Я вышел с балкона через железные двери и часами бродил по бесконечным галереям Редута, проходя через большие пещеры и узкие проходы, через отдельные помещения, которые, в конце концов, соединялись с другими, а те, в свою очередь, переходили в башнеподобные залы, шел и думал об этих странных разговорах и никак не мог прийти к правильному выводу, кроме того, что здесь, наверху, что-то завершилось, что бал правит ужасный и всепоглощающий упадок духа, утвердивший сам себя в этих стенах.

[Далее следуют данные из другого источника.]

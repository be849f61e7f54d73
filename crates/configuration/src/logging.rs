//! Tracing subscriber setup shared by binaries and integration tests.

use crate::error::ConfigError;
use serde::Deserialize;
use std::path::PathBuf;
use tracing_appender::non_blocking::WorkerGuard;
use tracing_subscriber::{EnvFilter, FmtSubscriber};

/// Where and how verbosely to log.
#[derive(Debug, Clone, Deserialize)]
#[serde(default)]
pub struct LoggingConfig {
    /// An `EnvFilter` directive such as `info` or `dbkit=debug,sqlx::query=info`.
    /// When unset, `RUST_LOG` is used, falling back to `info`.
    pub filter: Option<String>,
    /// Write to `<directory>/<file_name>` instead of stdout.
    pub directory: Option<PathBuf>,
    pub file_name: String,
}

impl Default for LoggingConfig {
    fn default() -> Self {
        Self {
            filter: None,
            directory: None,
            file_name: "dbkit.log".to_string(),
        }
    }
}

/// Installs the global tracing subscriber.
///
/// Returns the appender guard when logging to a file; dropping it flushes and
/// stops the background writer, so hold it for the life of the program.
pub fn init_logging(config: &LoggingConfig) -> Result<Option<WorkerGuard>, ConfigError> {
    let filter = match &config.filter {
        Some(directive) => {
            EnvFilter::try_new(directive).map_err(|e| ConfigError::Logging(e.to_string()))?
        }
        None => EnvFilter::try_from_default_env().unwrap_or_else(|_| EnvFilter::new("info")),
    };

    match &config.directory {
        Some(directory) => {
            let appender = tracing_appender::rolling::never(directory, &config.file_name);
            let (writer, guard) = tracing_appender::non_blocking(appender);
            FmtSubscriber::builder()
                .with_env_filter(filter)
                .with_writer(writer)
                .with_ansi(false)
                .try_init()
                .map_err(|e| ConfigError::Logging(e.to_string()))?;
            Ok(Some(guard))
        }
        None => {
            FmtSubscriber::builder()
                .with_env_filter(filter)
                .try_init()
                .map_err(|e| ConfigError::Logging(e.to_string()))?;
            Ok(None)
        }
    }
}

#[cfg(test)]
mod tests {
    use super::*;

    #[test]
    fn test_invalid_filter_is_reported() {
        let config = LoggingConfig {
            filter: Some("dbkit=notalevel".to_string()),
            ..LoggingConfig::default()
        };
        assert!(matches!(init_logging(&config), Err(ConfigError::Logging(_))));
    }
}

В Редуте, так мне казалось, за десятилетия его существования воцарилась анархия, поскольку она как раз непобедима.
Швейцарские солдаты украшали свои спальни воланами из плиссированного дамаста; десятки машинных помещений либо стояли пустые, либо были переоборудованы в большие салоны, где офицеры выставляли на всеобщее обозрение препарированных животных; можно было увидеть выпотрошенных лис, витрины с сотнями видов насекомых, трофейные немецкие и английские вымпелы и знамена, вымазанные грязью греческие иконы, древнее оружие, например, алебарды и пищали, вольеры с умершими в них много лет назад от голода и мумифицировавшимися вследствие неизвестного мне процесса африканскими птицами, обтянутые темно-зеленым шелком стулья, ордена, павлиньи перья, высушенные цветы, фолианты, кожаное кресло, деревянные, вырубленные из одного ствола дерева, кричаще раскрашенные статуи и идолов; целые комнаты были увешаны амексиканскими платками, покрывалами и бейсболками; с потолка свисали хрустальные люстры и корейские лампионы; другие комнаты были так заставлены тысячами восковых голосовых текстов и воспроизводящими их аппаратами, что даже нельзя было открыть двери; следующие комнаты служили пристанищем для сваленных горами бесчисленных расчесок и оправ очков из ацетата и фенольной смолы; еще в каких-то комнатах хранилось золото во всех мыслимых формах и вариациях, часы, музыкальные инструменты, статуи золотых и белых лошадей. Только книг не было, в сколь отдаленных кавернах и помещениях Редута я ни оказывался в течение моих многодневных ознакомительных поездок, ни разу не видел ни одной книги, ни одной письменной фразы.
Странные наскальные рисунки и барельефы, попадавшиеся на глаза во время моего пребывания в нижних уровнях, обладали мощной притягивающей силой — здесь, наверху, их тоже можно было видеть. Располагаясь на уровне глаз, они словно блуждали по помещениям, коридорам и залам, однако проработка изображений здесь, в отличие от тех, что были расположены на нижнем уровне, была пронизана духом упадка. Подобно различию между шероховатыми, неровными стенами нижних пещер и начисто отштукатуренными комнатами верхних залов, барельефы здесь, наверху, свидетельствовали об искусстве, уже перешагнувшем свою наивысшую точку, и даже явно переживающем стадию распада.